Smoking power plant chimney over a town

Atmospheric CO2 concentrations were higher in 2019 than at any time in at least 2 million years. The largest share and growth in gross greenhouse gas emissions occurring in CO2 from fossil fuels combustion and industrial processes. The adverse impacts of climate change have been widespread. The impact is unequally distributed across regions and within countries and negatively affects gender and social equity. Rapid and far-reaching transitions and systemic change is required.

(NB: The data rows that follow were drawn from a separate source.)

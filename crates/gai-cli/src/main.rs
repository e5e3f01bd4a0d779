mod cmd;
mod context;
mod output;

use clap::{Parser, Subcommand};
use cmd::{backend::BackendSubcommand, config::ConfigSubcommand, relay::RelaySubcommand};
use std::path::PathBuf;

#[derive(Parser)]
#[command(
    name = "gai",
    about = "GAI back-office relay: exchange fines, impound, camera and order records with the peer system",
    version,
    propagate_version = true
)]
struct Cli {
    /// Config file (default: ./gai.yaml)
    #[arg(long, global = true, env = "GAI_CONFIG")]
    config: Option<PathBuf>,

    /// Output as JSON
    #[arg(long, global = true, short = 'j')]
    json: bool,

    #[command(subcommand)]
    command: Commands,
}

#[derive(Subcommand)]
enum Commands {
    /// Run the relay receiver
    Serve {
        /// Address to bind (overrides server.bind)
        #[arg(long)]
        bind: Option<String>,

        /// Port to listen on (overrides server.port; 0 = OS-assigned)
        #[arg(long)]
        port: Option<u16>,
    },

    /// Send records to, or inspect, the peer's relay
    Relay {
        #[command(subcommand)]
        subcommand: RelaySubcommand,
    },

    /// Log in to the operator back-end
    Login {
        #[arg(long)]
        email: String,

        #[arg(long, env = "GAI_PASSWORD", hide_env_values = true)]
        password: String,
    },

    /// Discard the stored session tokens
    Logout,

    /// Show the logged-in operator
    Whoami,

    /// Operator back-end diagnostics
    Backend {
        #[command(subcommand)]
        subcommand: BackendSubcommand,
    },

    /// Inspect and validate the configuration
    Config {
        #[command(subcommand)]
        subcommand: ConfigSubcommand,
    },
}

fn main() {
    let cli = Cli::parse();

    let default_level = match &cli.command {
        Commands::Serve { .. } => tracing::Level::INFO,
        _ => tracing::Level::WARN,
    };

    tracing_subscriber::fmt()
        .with_env_filter(
            tracing_subscriber::EnvFilter::from_default_env().add_directive(default_level.into()),
        )
        .with_target(false)
        .with_writer(std::io::stderr)
        .init();

    let config_path = context::resolve_config_path(cli.config.as_deref());

    let result = context::load_config(&config_path).and_then(|config| match cli.command {
        Commands::Serve { bind, port } => cmd::serve::run(config, bind, port),
        Commands::Relay { subcommand } => cmd::relay::run(&config, subcommand, cli.json),
        Commands::Login { email, password } => {
            cmd::session::login(&config, &email, &password, cli.json)
        }
        Commands::Logout => cmd::session::logout(&config, cli.json),
        Commands::Whoami => cmd::session::whoami(&config, cli.json),
        Commands::Backend { subcommand } => cmd::backend::run(&config, subcommand, cli.json),
        Commands::Config { subcommand } => cmd::config::run(&config, subcommand, cli.json),
    });

    if let Err(e) = result {
        eprintln!("error: {e:#}");
        std::process::exit(1);
    }
}
use std::sync::{Mutex, MutexGuard};

use crate::error::{GaiError, Result};
use crate::record::Record;

/// Storage for stamped records of one kind.
///
/// Implementations must keep insertion order and keep each appended batch
/// contiguous when called concurrently.
pub trait RecordStore: Send + Sync {
    /// Append `records` in order and return their identifiers in the same order.
    fn append(&self, records: Vec<Record>) -> Result<Vec<String>>;

    /// Snapshot of every stored record, in insertion order.
    fn list(&self) -> Result<Vec<Record>>;

    fn count(&self) -> Result<usize>;
}

// ---------------------------------------------------------------------------
// MemoryStore
// ---------------------------------------------------------------------------

/// Process-lifetime store. Nothing survives a restart.
#[derive(Debug, Default)]
pub struct MemoryStore {
    records: Mutex<Vec<Record>>,
}

impl MemoryStore {
    pub fn new() -> Self {
        Self::default()
    }

    fn lock(&self) -> Result<MutexGuard<'_, Vec<Record>>> {
        self.records
            .lock()
            .map_err(|_| GaiError::StoreUnavailable("record store lock poisoned".into()))
    }
}

impl RecordStore for MemoryStore {
    fn append(&self, records: Vec<Record>) -> Result<Vec<String>> {
        let ids = records.iter().map(|r| r.id.clone()).collect();
        self.lock()?.extend(records);
        Ok(ids)
    }

    fn list(&self) -> Result<Vec<Record>> {
        Ok(self.lock()?.clone())
    }

    fn count(&self) -> Result<usize> {
        Ok(self.lock()?.len())
    }
}
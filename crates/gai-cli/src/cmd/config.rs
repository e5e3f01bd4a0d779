use clap::Subcommand;
use gai_core::config::{Config, WarnLevel};

use crate::output::print_json;

const MASK: &str = "********";

// ---------------------------------------------------------------------------
// Subcommand types
// ---------------------------------------------------------------------------

#[derive(Subcommand)]
pub enum ConfigSubcommand {
    /// Print the effective config (file + environment), keys masked
    Show,

    /// Validate the config for common mistakes
    Validate,
}

pub fn run(config: &Config, subcmd: ConfigSubcommand, json: bool) -> anyhow::Result<()> {
    match subcmd {
        ConfigSubcommand::Show => show(config, json),
        ConfigSubcommand::Validate => validate(config, json),
    }
}

// ---------------------------------------------------------------------------
// show
// ---------------------------------------------------------------------------

fn masked(config: &Config) -> Config {
    let mut shown = config.clone();
    for key in [
        &mut shown.peer.inbound_api_key,
        &mut shown.peer.outbound_api_key,
    ] {
        if key.is_some() {
            *key = Some(MASK.to_string());
        }
    }
    shown
}

fn show(config: &Config, json: bool) -> anyhow::Result<()> {
    let shown = masked(config);
    if json {
        print_json(&shown)
    } else {
        print!("{}", serde_yaml::to_string(&shown)?);
        Ok(())
    }
}

// ---------------------------------------------------------------------------
// validate
// ---------------------------------------------------------------------------

fn validate(config: &Config, json: bool) -> anyhow::Result<()> {
    let warnings = config.validate();

    if json {
        print_json(&serde_json::json!({ "warnings": warnings }))?;
    } else if warnings.is_empty() {
        println!("Config is valid. No warnings.");
    } else {
        for w in &warnings {
            let prefix = match w.level {
                WarnLevel::Warning => "warning",
                WarnLevel::Error => "error",
            };
            println!("[{prefix}] {}", w.message);
        }
    }

    if warnings.iter().any(|w| w.level == WarnLevel::Error) {
        anyhow::bail!("config validation found errors");
    }
    Ok(())
}
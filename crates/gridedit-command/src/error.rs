//! Command error types

use thiserror::Error;

/// Result type for command operations
pub type CommandResult<T> = std::result::Result<T, CommandError>;

/// Errors that can occur while parsing or running commands
#[derive(Debug, Error)]
pub enum CommandError {
    /// A command did not match any known form
    #[error("Invalid command syntax in command {index} ({command:?}): {message}")]
    Parse {
        /// 1-based position of the command in the sequence
        index: usize,
        command: String,
        message: String,
    },

    /// A jump landed outside the program
    #[error("Jump by {offset} from command {at} leaves the program ({len} commands)")]
    JumpOutOfBounds {
        /// 1-based position of the jumping command
        at: usize,
        offset: isize,
        len: usize,
    },

    /// The configured step limit was reached
    #[error("Step limit of {0} executed commands exceeded")]
    StepLimitExceeded(u64),

    /// Core error
    #[error("{0}")]
    Core(#[from] gridedit_core::Error),
}
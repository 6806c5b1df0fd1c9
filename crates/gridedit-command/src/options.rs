//! Execution options

/// Options for running a program
#[derive(Debug, Clone, Default, PartialEq, Eq)]
pub struct RunOptions {
    /// Abort after this many executed commands (default: unlimited).
    ///
    /// Programs that loop forever through `goto` are valid; this is the
    /// caller's way of bounding them.
    pub step_limit: Option<u64>,
}

impl RunOptions {
    /// Options with a step limit
    pub fn with_step_limit(limit: u64) -> Self {
        Self {
            step_limit: Some(limit),
        }
    }
}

Limits to adaptation are emerging in highly vulnerable populations, approximately 3.3-3.6 billion people, such as in low-income countries, and globally for Indigenous Peoples, small-scale food producers and low-income households. Vulnerability is exacerbated by inequity and marginalisation related to gender, ethnicity, low incomes, disability, age, and historical and ongoing patterns of colonialism, especially for many Indigenous Peoples. Meanwhile individuals with high socio-economic status contribute disproportionately to emissions.

Redistributive policies and the equitable sharing of benefits (and disadvantages) of mitigation measures, between and within countries, are necessary to protect the vulnerable. The IPCC report calls for social protection programs, provision of essential and basic services, access to finance for the poor and marginalised communities. The participation of the poor and vulnerable groups in the decision making in their just transition can ensure this.

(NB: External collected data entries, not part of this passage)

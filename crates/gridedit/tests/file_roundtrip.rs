//! File-based editing and table properties

use std::fs;

use gridedit::prelude::*;
use pretty_assertions::assert_eq;
use proptest::prelude::*;

#[test]
fn test_edit_file_in_place() {
    let dir = tempfile::tempdir().unwrap();
    let path = dir.path().join("table.txt");
    fs::write(&path, "1 2\n3 4\n").unwrap();

    edit_file(
        &path,
        "[_,2];sum [1,3]",
        &TextOptions::default(),
        &RunOptions::default(),
    )
    .unwrap();

    assert_eq!(fs::read_to_string(&path).unwrap(), "1 2 6\n3 4 \n");
}

#[test]
fn test_failed_edit_leaves_file_alone() {
    let dir = tempfile::tempdir().unwrap();
    let path = dir.path().join("table.txt");
    fs::write(&path, "keep me\n").unwrap();

    let result = edit_file(
        &path,
        "set x;goto +9",
        &TextOptions::default(),
        &RunOptions::default(),
    );

    assert!(result.is_err());
    assert_eq!(fs::read_to_string(&path).unwrap(), "keep me\n");
}

#[test]
fn test_edit_file_to_other_path() {
    let dir = tempfile::tempdir().unwrap();
    let input = dir.path().join("in.csv");
    let output = dir.path().join("out.csv");
    fs::write(&input, "a,b\n").unwrap();
    let options = TextOptions::new(",").unwrap();

    edit_file_to(&input, &output, "[1,1];swap [1,2]", &options, &RunOptions::default()).unwrap();

    assert_eq!(fs::read_to_string(&input).unwrap(), "a,b\n");
    assert_eq!(fs::read_to_string(&output).unwrap(), "b,a\n");
}

#[test]
fn test_open_and_save() {
    let dir = tempfile::tempdir().unwrap();
    let path = dir.path().join("t.txt");
    fs::write(&path, "x \"y z\"\n").unwrap();
    let options = TextOptions::default();

    let mut table = Table::open(&path, &options).unwrap();
    assert_eq!(table.text_at(0, 1), "y z");

    table.run_commands("[1,1];set w", &RunOptions::default()).unwrap();
    table.save(&path, &options).unwrap();
    assert_eq!(fs::read_to_string(&path).unwrap(), "w \"y z\"\n");
}

#[test]
fn test_missing_file() {
    let dir = tempfile::tempdir().unwrap();
    let result = edit_file(
        dir.path().join("nope.txt"),
        "clear",
        &TextOptions::default(),
        &RunOptions::default(),
    );
    assert!(matches!(result, Err(Error::Text(_))));
}

fn grid() -> impl Strategy<Value = Vec<Vec<String>>> {
    prop::collection::vec(prop::collection::vec("[a-z0-9]{0,3}", 1..5), 1..6)
}

proptest! {
    #[test]
    fn prop_single_cell_selection(rows in grid(), r in 1usize..6, c in 1usize..5) {
        let mut table = Table::from_rows(rows).unwrap();
        prop_assume!(r <= table.row_count() && c <= table.col_count());

        let commands = format!("[{},{}]", r, c);
        table.run_commands(&commands, &RunOptions::default()).unwrap();
        prop_assert_eq!(table.selection(), Selection::new(r, c, r, c).unwrap());
    }

    #[test]
    fn prop_delete_rows_past_end(rows in grid(), first in 1usize..8, extra in 0usize..5) {
        let mut table = Table::from_rows(rows).unwrap();
        let before = table.row_count();
        let last = before + extra;
        prop_assume!(first <= last);

        let commands = format!("[{},1,{},1];drow", first, last);
        table.run_commands(&commands, &RunOptions::default()).unwrap();

        let expected = if first <= before { first - 1 } else { before };
        prop_assert_eq!(table.row_count(), expected);
    }

    #[test]
    fn prop_write_then_read(rows in grid()) {
        let options = TextOptions::default();
        let table = Table::from_rows(rows).unwrap();

        let text = TextWriter::write_string(&table, &options);
        let reread = TextReader::read_str(&text, &options).unwrap();
        prop_assert_eq!(reread.rows(), table.rows());
    }
}
//! Prelude module - common imports for gridedit users
//!
//! ```rust
//! use gridedit::prelude::*;
//! ```

pub use crate::{
    // One-shot helpers
    edit_file,
    edit_file_to,
    edit_str,
    // Error types
    Error,
    ExecutionStats,
    Result,
    RunOptions,
    Selection,
    // Main types
    Table,
    // Extension traits
    TableEditExt,
    TableExt,
    // I/O types
    TextOptions,
    TextReader,
    TextWriter,
};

The report emphasises the importance of access to finance and accelerated financial support from developed countries to developing countries for far-reaching adaptation and mitigation actions. Given the size of the global financial system there is enough capital and liquidity to do this.

Bottom line, we need to stop burning fossil fuels. Projected CO2 emissions from existing fossil fuel infrastructure without additional abatement would exceed the remaining carbon budget for 1.5°C. An immediate, fast-tracked and just energy transition away from fossil fuels to clean energy is key to accelerated mitigation.  The United Nation’s Antonio Guterres called on wealthy countries, such as Australia, to urgently stop approving new coal, gas and oil projects and for OECD countries to phase out coal by 2030, shifting subsidies from fossil fuels to a just energy transition (United Nations, 2023).

Australia has the resources to achieve net zero according to the preliminary results of a study by the Melbourne Energy Institute. We know decarbonisation needs much higher investment, but the costs of inaction are substantial.

Social equity is indispensable to the transition towards zero-carbon and sustainable societies, but are the recommendations in the report far-reaching enough?  The report doesn’t call for debt cancellation, a demand raised by the climate justice movement in the Global South, as a necessary redistributive measure to enable governments facing debt distress to address climate impacts.

As Greta Thunberg points out, despite more than 30 years of warnings from the IPCC, world leaders remain incapable of addressing climate breakdown. The message is clear: we have the means, and  we need to act with the utmost urgency.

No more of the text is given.